Dataset records ::
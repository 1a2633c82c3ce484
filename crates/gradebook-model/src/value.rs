use std::fmt;

use serde::de::{self, Visitor};
use serde::{Deserialize, Deserializer, Serialize, Serializer};

/// JSON-friendly representation of a single grade-table cell value.
///
/// Raw rows only ever hold scalars: identifiers and info fields are
/// strings, scores are numbers, and a freshly added column is `Empty`
/// until data is upserted into it.
#[derive(Clone, Debug, PartialEq)]
pub enum GradeValue {
    /// Empty / unset cell value (e.g. a just-added column).
    Empty,
    /// Numeric value (scores, computed averages).
    Num(f64),
    /// Textual value (ids, info fields, letter grades).
    Str(String),
}

impl Default for GradeValue {
    fn default() -> Self {
        GradeValue::Empty
    }
}

impl GradeValue {
    /// Returns true if the value is [`GradeValue::Empty`].
    pub fn is_empty(&self) -> bool {
        matches!(self, GradeValue::Empty)
    }

    /// Numeric view of the value, if it is a number.
    pub fn as_num(&self) -> Option<f64> {
        match self {
            GradeValue::Num(n) => Some(*n),
            _ => None,
        }
    }

    /// String view of the value, if it is text.
    pub fn as_str(&self) -> Option<&str> {
        match self {
            GradeValue::Str(s) => Some(s),
            _ => None,
        }
    }
}

impl fmt::Display for GradeValue {
    fn fmt(&self, f: &mut fmt::Formatter<'_>) -> fmt::Result {
        match self {
            GradeValue::Empty => Ok(()),
            GradeValue::Num(n) => write!(f, "{n}"),
            GradeValue::Str(s) => f.write_str(s),
        }
    }
}

impl From<f64> for GradeValue {
    fn from(value: f64) -> Self {
        GradeValue::Num(value)
    }
}

impl From<i32> for GradeValue {
    fn from(value: i32) -> Self {
        GradeValue::Num(value as f64)
    }
}

impl From<&str> for GradeValue {
    fn from(value: &str) -> Self {
        if value.is_empty() {
            GradeValue::Empty
        } else {
            GradeValue::Str(value.to_string())
        }
    }
}

impl From<String> for GradeValue {
    fn from(value: String) -> Self {
        if value.is_empty() {
            GradeValue::Empty
        } else {
            GradeValue::Str(value)
        }
    }
}

// Persisted documents store cells as bare JSON scalars: numbers stay
// numbers, text stays text, and `Empty` round-trips through the empty
// string (the shape an empty column cell takes in stored tables).
impl Serialize for GradeValue {
    fn serialize<S>(&self, serializer: S) -> Result<S::Ok, S::Error>
    where
        S: Serializer,
    {
        match self {
            GradeValue::Empty => serializer.serialize_str(""),
            GradeValue::Num(n) => serializer.serialize_f64(*n),
            GradeValue::Str(s) => serializer.serialize_str(s),
        }
    }
}

impl<'de> Deserialize<'de> for GradeValue {
    fn deserialize<D>(deserializer: D) -> Result<Self, D::Error>
    where
        D: Deserializer<'de>,
    {
        struct ValueVisitor;

        impl<'de> Visitor<'de> for ValueVisitor {
            type Value = GradeValue;

            fn expecting(&self, f: &mut fmt::Formatter<'_>) -> fmt::Result {
                f.write_str("a string, a number, or null")
            }

            fn visit_f64<E: de::Error>(self, v: f64) -> Result<GradeValue, E> {
                Ok(GradeValue::Num(v))
            }

            fn visit_i64<E: de::Error>(self, v: i64) -> Result<GradeValue, E> {
                Ok(GradeValue::Num(v as f64))
            }

            fn visit_u64<E: de::Error>(self, v: u64) -> Result<GradeValue, E> {
                Ok(GradeValue::Num(v as f64))
            }

            fn visit_str<E: de::Error>(self, v: &str) -> Result<GradeValue, E> {
                Ok(GradeValue::from(v))
            }

            fn visit_string<E: de::Error>(self, v: String) -> Result<GradeValue, E> {
                Ok(GradeValue::from(v))
            }

            fn visit_unit<E: de::Error>(self) -> Result<GradeValue, E> {
                Ok(GradeValue::Empty)
            }

            fn visit_none<E: de::Error>(self) -> Result<GradeValue, E> {
                Ok(GradeValue::Empty)
            }
        }

        deserializer.deserialize_any(ValueVisitor)
    }
}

Required action ::
Gather from the data above every line with the string "numbers".

Task result ::
/// strings, scores are numbers, and a freshly added column is `Empty`
// Persisted documents store cells as bare JSON scalars: numbers stay
// numbers, text stays text, and `Empty` round-trips through the empty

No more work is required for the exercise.